A secondary objective aims at assessing the burden of nephrology-led CKD care through the yearly census of all patients with non-dialysis, non-transplanted CKD Stages 3–5 seen in participating nephrology clinics.
MATERIALS AND METHODS
Study organization
The CKD-REIN study is coordinated by the Inserm and Université Paris-Sud Centre for Epidemiology and Population Health, the database is managed by the Agence de la Biomédecine who also runs the REIN registry, and biological samples are centrally stored in the Biobanque de Picardie. A partnership council meets annually to assess study progress; a steering committee (SC) comprising the 12 study partners meets monthly and takes any decisions regarding the study; an international scientific committee advises the SC on study protocol and research works; an industrial committee comprising representatives of industrial partners and three SC members provides input from an industry perspective; an ethic committee advises the SC on any ethical aspects. The CKDopps SC chair is member of the CKD-REIN SC and three members of the CKD-REIN SC are members of the CKDopps SC.

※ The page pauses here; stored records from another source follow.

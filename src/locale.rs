//! Locale folders and locale discovery.

mod discovery;
mod folder;

pub use discovery::{
    Locale,
    LocaleError,
    discover_locales,
};
pub use folder::LocaleFolder;
#[cfg(test)]
#[allow(clippy::unwrap_used, clippy::indexing_slicing)]
mod tests {
    use std::fs;

    use googletest::prelude::*;
    use rstest::rstest;
    use serde_json::{
        Value,
        json,
    };
    use tempfile::TempDir;

    use super::*;
    use crate::test_utils::{
        ScriptedUi,
        UiEvent,
    };

    /// A workspace with a `locales` folder and its own user settings directory.
    struct Fixture {
        workspace: TempDir,
        user_dir: TempDir,
    }

    impl Fixture {
        fn new(locale_files: &[&str]) -> Self {
            let workspace = TempDir::new().unwrap();
            let locales = workspace.path().join("locales");
            fs::create_dir_all(&locales).unwrap();
            for name in locale_files {
                fs::write(locales.join(name), "{}").unwrap();
            }
            Self { workspace, user_dir: TempDir::new().unwrap() }
        }

        fn locales_dir(&self) -> PathBuf {
            self.workspace.path().join("locales")
        }

        fn config(&self, locale_folder: Option<&str>) -> Mutex<ConfigManager> {
            if let Some(folder) = locale_folder {
                fs::write(
                    self.workspace.path().join(".translation-manager.json"),
                    json!({ "localeFolder": folder }).to_string(),
                )
                .unwrap();
            }
            let mut manager = ConfigManager::with_user_config_path(Some(
                self.user_dir.path().join("settings.json"),
            ));
            manager.load_settings(Some(self.workspace.path().to_path_buf())).unwrap();
            Mutex::new(manager)
        }

        fn read_locale(&self, locale: &str) -> Value {
            let content = fs::read_to_string(self.locales_dir().join(format!("{locale}.json")));
            serde_json::from_str(&content.unwrap()).unwrap()
        }
    }

    fn input(text: &str) -> Option<String> {
        Some(text.to_string())
    }

    #[rstest]
    #[tokio::test]
    async fn stores_translation_for_every_locale() {
        let fixture = Fixture::new(&["fr.json", "en.json"]);
        let config = fixture.config(Some("locales"));
        let ui = ScriptedUi::new(vec![input("common.save"), input("Save"), input("Enregistrer")]);

        let report = add_localized_message(&ui, &config, None).await.unwrap();

        assert_that!(report.key, eq("common.save"));
        assert_that!(report.locale_folder, eq("locales"));
        assert_that!(report.stored, elements_are![eq("en"), eq("fr")]);
        assert_that!(report.skipped, is_empty());
        assert_that!(report.failed, is_empty());
        assert_that!(fixture.read_locale("en"), eq(&json!({ "common": { "save": "Save" } })));
        assert_that!(
            fixture.read_locale("fr"),
            eq(&json!({ "common": { "save": "Enregistrer" } }))
        );
        assert_that!(
            ui.events(),
            contains(eq(&UiEvent::Status(
                "Successfully stored the 'en' translation of 'common.save'.".to_string()
            )))
        );
    }

    #[rstest]
    #[tokio::test]
    async fn prompts_in_locale_order_with_selection_as_default_key() {
        let fixture = Fixture::new(&["en.json", "de.json"]);
        let config = fixture.config(Some("locales"));
        let ui = ScriptedUi::new(vec![input("greeting"), input("Hallo"), input("Hello")]);

        add_localized_message(&ui, &config, Some("greeting".to_string())).await.unwrap();

        assert_that!(
            ui.input_prompts(),
            elements_are![
                eq(&("Enter the message identifier".to_string(), Some("greeting".to_string()))),
                eq(&("Enter the localized message for the locale 'de'".to_string(), None)),
                eq(&("Enter the localized message for the locale 'en'".to_string(), None)),
            ]
        );
    }

    #[rstest]
    #[tokio::test]
    async fn locales_sharing_an_id_are_told_apart_by_folder() {
        let fixture = Fixture::new(&[]);
        for dir in ["app/locales", "lib/locales"] {
            let path = fixture.workspace.path().join(dir);
            fs::create_dir_all(&path).unwrap();
            fs::write(path.join("en.json"), "{}").unwrap();
        }
        let config = fixture.config(Some("**/locales"));
        let ui = ScriptedUi::new(vec![input("hello"), input("Hello app"), input("Hello lib")]);

        let report = add_localized_message(&ui, &config, None).await.unwrap();

        let prompts: Vec<String> = ui.input_prompts().into_iter().map(|(prompt, _)| prompt).collect();
        assert_that!(
            prompts,
            elements_are![
                eq("Enter the message identifier"),
                eq("Enter the localized message for the locale 'en (app/locales)'"),
                eq("Enter the localized message for the locale 'en (lib/locales)'"),
            ]
        );
        assert_that!(report.stored, elements_are![eq("en (app/locales)"), eq("en (lib/locales)")]);
        let lib: Value = serde_json::from_str(
            &fs::read_to_string(fixture.workspace.path().join("lib/locales/en.json")).unwrap(),
        )
        .unwrap();
        assert_that!(lib, eq(&json!({ "hello": "Hello lib" })));
    }

    #[rstest]
    #[tokio::test]
    async fn merges_into_existing_translations() {
        let fixture = Fixture::new(&["en.json"]);
        fs::write(
            fixture.locales_dir().join("en.json"),
            r#"{"title": "Title", "common": {"cancel": "Cancel"}}"#,
        )
        .unwrap();
        let config = fixture.config(Some("locales"));
        let ui = ScriptedUi::new(vec![input("common.save"), input("Save")]);

        add_localized_message(&ui, &config, None).await.unwrap();

        assert_that!(
            fixture.read_locale("en"),
            eq(&json!({ "title": "Title", "common": { "cancel": "Cancel", "save": "Save" } }))
        );
    }

    #[rstest]
    #[case::cancelled(None)]
    #[case::empty(input(""))]
    #[tokio::test]
    async fn missing_key_aborts_without_writes(#[case] key: Option<String>) {
        let fixture = Fixture::new(&["en.json", "fr.json"]);
        let config = fixture.config(Some("locales"));
        let ui = ScriptedUi::new(vec![key]);

        let report = add_localized_message(&ui, &config, None).await;

        assert_that!(report, none());
        assert_that!(ui.input_prompts(), len(eq(1)));
        assert_that!(fs::read_to_string(fixture.locales_dir().join("en.json")).unwrap(), eq("{}"));
        assert_that!(fs::read_to_string(fixture.locales_dir().join("fr.json")).unwrap(), eq("{}"));
    }

    #[rstest]
    #[tokio::test]
    async fn cancelled_locale_prompt_skips_only_that_locale() {
        let fixture = Fixture::new(&["en.json", "fr.json", "ja.json"]);
        let config = fixture.config(Some("locales"));
        let ui = ScriptedUi::new(vec![input("hello"), input("Hello"), None, input("こんにちは")]);

        let report = add_localized_message(&ui, &config, None).await.unwrap();

        assert_that!(report.stored, elements_are![eq("en"), eq("ja")]);
        assert_that!(report.skipped, elements_are![eq("fr")]);
        assert_that!(fixture.read_locale("fr"), eq(&json!({})));
        assert_that!(fixture.read_locale("ja"), eq(&json!({ "hello": "こんにちは" })));
    }

    #[rstest]
    #[tokio::test]
    async fn empty_translation_is_stored() {
        let fixture = Fixture::new(&["en.json"]);
        let config = fixture.config(Some("locales"));
        let ui = ScriptedUi::new(vec![input("hello"), input("")]);

        let report = add_localized_message(&ui, &config, None).await.unwrap();

        assert_that!(report.stored, elements_are![eq("en")]);
        assert_that!(fixture.read_locale("en"), eq(&json!({ "hello": "" })));
    }

    #[rstest]
    #[tokio::test]
    async fn write_failure_does_not_block_later_locales() {
        let fixture = Fixture::new(&["en.json", "fr.json"]);
        let config = fixture.config(Some("locales"));
        let en_file = fixture.locales_dir().join("en.json");
        // Turning the file into a directory makes the write fail.
        let ui = ScriptedUi::new(vec![input("hello"), input("Hello"), input("Bonjour")])
            .on_prompt("Enter the localized message for the locale 'en'", move || {
                fs::remove_file(&en_file).unwrap();
                fs::create_dir(&en_file).unwrap();
            });

        let report = add_localized_message(&ui, &config, None).await.unwrap();

        assert_that!(report.failed, elements_are![eq("en")]);
        assert_that!(report.stored, elements_are![eq("fr")]);
        assert_that!(fixture.read_locale("fr"), eq(&json!({ "hello": "Bonjour" })));
        assert!(ui.events().iter().any(|event| matches!(
            event,
            UiEvent::Error(message) if message.starts_with("Storing the translation failed:")
        )));
    }

    #[rstest]
    #[tokio::test]
    async fn missing_folder_declined_aborts_silently() {
        let fixture = Fixture::new(&["en.json"]);
        let config = fixture.config(None);
        let ui = ScriptedUi::new(vec![]);

        let report = add_localized_message(&ui, &config, None).await;

        assert_that!(report, none());
        assert_that!(
            ui.events(),
            elements_are![eq(&UiEvent::Information("Please select your locale folder".to_string()))]
        );
    }

    #[rstest]
    #[tokio::test]
    async fn browsed_folder_is_saved_relative_to_workspace() {
        let fixture = Fixture::new(&["en.json"]);
        let config = fixture.config(None);
        let ui = ScriptedUi::new(vec![input("hello"), input("Hello")])
            .with_browse()
            .with_picked_folder(fixture.locales_dir());

        let report = add_localized_message(&ui, &config, None).await.unwrap();

        assert_that!(report.locale_folder, eq("locales"));
        assert_that!(fixture.read_locale("en"), eq(&json!({ "hello": "Hello" })));
        let saved: Value = serde_json::from_str(
            &fs::read_to_string(fixture.workspace.path().join(".translation-manager.json"))
                .unwrap(),
        )
        .unwrap();
        assert_that!(saved, eq(&json!({ "localeFolder": "locales" })));
        assert_that!(
            ui.events(),
            contains(eq(&UiEvent::OpenDialog(Some(fixture.workspace.path().to_path_buf()))))
        );
    }

    #[rstest]
    #[tokio::test]
    async fn folder_without_locales_asks_to_browse() {
        let fixture = Fixture::new(&["en.json"]);
        fs::create_dir_all(fixture.workspace.path().join("empty")).unwrap();
        let config = fixture.config(Some("empty"));
        let ui = ScriptedUi::new(vec![input("hello"), input("Hello")])
            .with_browse()
            .with_picked_folder(fixture.locales_dir());

        let report = add_localized_message(&ui, &config, None).await.unwrap();

        assert_that!(report.stored, elements_are![eq("en")]);
        assert_that!(
            config.lock().await.get_settings().locale_folder.as_deref(),
            some(eq("locales"))
        );
    }

    #[rstest]
    #[tokio::test]
    async fn cancelled_dialog_reports_missing_folder() {
        let fixture = Fixture::new(&["en.json"]);
        let config = fixture.config(None);
        let ui = ScriptedUi::new(vec![input("hello")]).with_browse();

        let report = add_localized_message(&ui, &config, None).await;

        assert_that!(report, none());
        assert_that!(
            ui.events().last(),
            some(eq(&UiEvent::Error(
                "Translation Manager doesn't work without a valid locale folder.".to_string()
            )))
        );
        assert_that!(ui.input_prompts(), is_empty());
    }

    #[rstest]
    #[tokio::test]
    async fn picked_folder_without_locales_warns() {
        let fixture = Fixture::new(&[]);
        let config = fixture.config(None);
        let ui = ScriptedUi::new(vec![input("hello")])
            .with_browse()
            .with_picked_folder(fixture.locales_dir());

        let report = add_localized_message(&ui, &config, None).await;

        assert_that!(report, none());
        assert!(matches!(
            ui.events().last(),
            Some(UiEvent::Warning(message)) if message.contains("No locale files")
        ));
        assert_that!(ui.input_prompts(), is_empty());
    }

    #[rstest]
    #[tokio::test]
    async fn absolute_folder_outside_workspace_is_saved_absolute() {
        let fixture = Fixture::new(&[]);
        let outside = TempDir::new().unwrap();
        fs::write(outside.path().join("en.json"), "{}").unwrap();
        let config = fixture.config(None);
        let ui = ScriptedUi::new(vec![input("a.b"), input("v")])
            .with_browse()
            .with_picked_folder(outside.path().to_path_buf());

        let report = add_localized_message(&ui, &config, None).await.unwrap();

        let expected_setting = outside.path().to_string_lossy().into_owned();
        assert_that!(report.locale_folder, eq(&expected_setting));
        let written: Value = serde_json::from_str(
            &fs::read_to_string(outside.path().join("en.json")).unwrap(),
        )
        .unwrap();
        assert_that!(written, eq(&json!({ "a": { "b": "v" } })));
    }
}
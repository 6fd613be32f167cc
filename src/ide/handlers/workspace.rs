//! Workspace-related handlers.

use tower_lsp::lsp_types::{
    DidChangeConfigurationParams,
    DidChangeWatchedFilesParams,
    DidChangeWorkspaceFoldersParams,
};

use super::super::backend::Backend;
use crate::config::TranslationManagerSettings;

pub async fn handle_did_change_configuration(
    backend: &Backend,
    params: DidChangeConfigurationParams,
) {
    tracing::info!(settings = %params.settings, "didChangeConfiguration received");

    let new_settings = match TranslationManagerSettings::from_client_value(params.settings) {
        Ok(settings) => settings,
        Err(error) => {
            tracing::warn!(%error, "Ignoring malformed configuration");
            return;
        }
    };

    let mut config_manager = backend.config_manager.lock().await;
    match config_manager.update_settings(new_settings) {
        Ok(()) => tracing::info!("configuration updated successfully"),
        Err(error) => tracing::error!(%error, "configuration validation error"),
    }
}

pub async fn handle_did_change_watched_files(
    backend: &Backend,
    params: DidChangeWatchedFilesParams,
) {
    let mut config_manager = backend.config_manager.lock().await;

    let config_changed = params
        .changes
        .iter()
        .filter_map(|change| Backend::uri_to_path(&change.uri))
        .any(|path| config_manager.is_config_file(&path));
    if !config_changed {
        return;
    }

    tracing::debug!("Configuration file changed, reloading");
    if let Err(error) = config_manager.reload() {
        tracing::error!(%error, "Failed to reload configuration");
    }
}

/// Keeps the settings root on the first workspace folder.
///
/// The root only moves when the current one is removed or none was open.
pub async fn handle_did_change_workspace_folders(
    backend: &Backend,
    params: DidChangeWorkspaceFoldersParams,
) {
    let added = params.event.added.first().and_then(|folder| Backend::uri_to_path(&folder.uri));

    let mut config_manager = backend.config_manager.lock().await;
    let current_removed = config_manager.workspace_root().is_some_and(|root| {
        params
            .event
            .removed
            .iter()
            .any(|folder| Backend::uri_to_path(&folder.uri).as_ref() == Some(root))
    });
    let needs_root = config_manager.workspace_root().is_none() && added.is_some();
    if !current_removed && !needs_root {
        return;
    }

    tracing::info!(root = ?added, "Switching workspace root");
    if let Err(error) = config_manager.load_settings(added) {
        tracing::error!(%error, "Failed to load settings for new workspace root");
    }
}
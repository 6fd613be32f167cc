//! Reading and writing configuration files.

use std::path::{
    Path,
    PathBuf,
};

use serde_json::{
    Map,
    Value,
};

use super::{
    ConfigError,
    SETTINGS_SECTION,
    TranslationManagerSettings,
};

/// Name of the workspace configuration file.
pub(super) const WORKSPACE_CONFIG_FILE: &str = ".translation-manager.json";

/// Path of the workspace configuration file.
pub(super) fn workspace_config_path(workspace_root: &Path) -> PathBuf {
    workspace_root.join(WORKSPACE_CONFIG_FILE)
}

/// Path of the user configuration file, if the platform has a configuration directory.
pub(super) fn default_user_config_path() -> Option<PathBuf> {
    dirs::config_dir().map(|dir| dir.join("translation-manager").join("settings.json"))
}

/// Reads settings from a configuration file.
///
/// The settings may sit at the top level or under `translationManager`.
///
/// # Returns
/// - `Ok(Some(settings))`: the file exists and was parsed
/// - `Ok(None)`: the file does not exist
///
/// # Errors
/// - File read error
/// - JSON parse error
pub(super) fn load_from_file(
    config_path: &Path,
) -> Result<Option<TranslationManagerSettings>, ConfigError> {
    if !config_path.exists() {
        tracing::debug!("Configuration file not found: {:?}", config_path);
        return Ok(None);
    }

    tracing::debug!("Loading configuration from: {:?}", config_path);

    let content = std::fs::read_to_string(config_path)?;
    let value: Value = serde_json::from_str(&content)?;
    let settings = TranslationManagerSettings::from_client_value(value)?;

    Ok(Some(settings))
}

/// Writes `localeFolder` into a configuration file, keeping every other key.
///
/// When the file nests its settings under `translationManager`, the value is
/// written there.
///
/// Missing files and parent directories are created.
///
/// # Errors
/// - The existing file cannot be read or parsed, or is not an object
/// - The file cannot be written
pub(super) fn write_locale_folder(config_path: &Path, locale_folder: &str) -> Result<(), ConfigError> {
    let mut document = if config_path.exists() {
        let content = std::fs::read_to_string(config_path)?;
        match serde_json::from_str::<Value>(&content)? {
            Value::Object(map) => map,
            _ => return Err(ConfigError::NotAnObject(config_path.display().to_string())),
        }
    } else {
        Map::new()
    };

    // A file using the `translationManager` section is updated inside it.
    let target = if document.contains_key(SETTINGS_SECTION) {
        let Some(Value::Object(section)) = document.get_mut(SETTINGS_SECTION) else {
            return Err(ConfigError::NotAnObject(format!(
                "{}#{SETTINGS_SECTION}",
                config_path.display()
            )));
        };
        section
    } else {
        &mut document
    };
    target.insert("localeFolder".to_string(), Value::String(locale_folder.to_string()));

    if let Some(parent) = config_path.parent() {
        std::fs::create_dir_all(parent)?;
    }
    let mut content = serde_json::to_string_pretty(&Value::Object(document))?;
    content.push('\n');
    std::fs::write(config_path, content)?;

    tracing::info!(path = %config_path.display(), locale_folder, "Saved locale folder");
    Ok(())
}
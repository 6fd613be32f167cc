//! Entry point for the Language Server Protocol implementation.

use tower_lsp::{
    LspService,
    Server,
};
use tracing_subscriber::EnvFilter;
use translation_manager_language_server::Backend;
use translation_manager_language_server::config::ConfigManager;

/// Environment variable holding the log filter (e.g. `debug`).
const LOG_ENV: &str = "TRANSLATION_MANAGER_LOG";

#[tokio::main]
async fn main() {
    // stdout carries the protocol, so logs go to stderr.
    let (writer, _guard) = tracing_appender::non_blocking(std::io::stderr());
    tracing_subscriber::fmt()
        .with_env_filter(
            EnvFilter::try_from_env(LOG_ENV).unwrap_or_else(|_| EnvFilter::new("info")),
        )
        .with_writer(writer)
        .with_ansi(false)
        .init();

    tracing::info!(version = env!("CARGO_PKG_VERSION"), "Starting translation manager language server");

    let (stdin, stdout) = (tokio::io::stdin(), tokio::io::stdout());
    let (service, socket) =
        LspService::new(|client| Backend::new(client, ConfigManager::new()));
    Server::new(stdin, stdout, socket).serve(service).await;
}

Study design and participants
CKD-REIN is a clinical-based prospective cohort enrolling patients with CKD Stage 3–4 receiving nephrologist-led care. A key goal is to obtain a representative sample of 3600 patients, of whom 1800 have CKD stage 3 and 1800 stage 4. Study eligibility requires two measures of eGFR between 15 and <60 mL/min/1.73 m2 at least 1 month apart without prior chronic dialysis or transplantation. Patients <18 years old or unable to give informed consent are excluded, as well as those who plan to move or decline participation.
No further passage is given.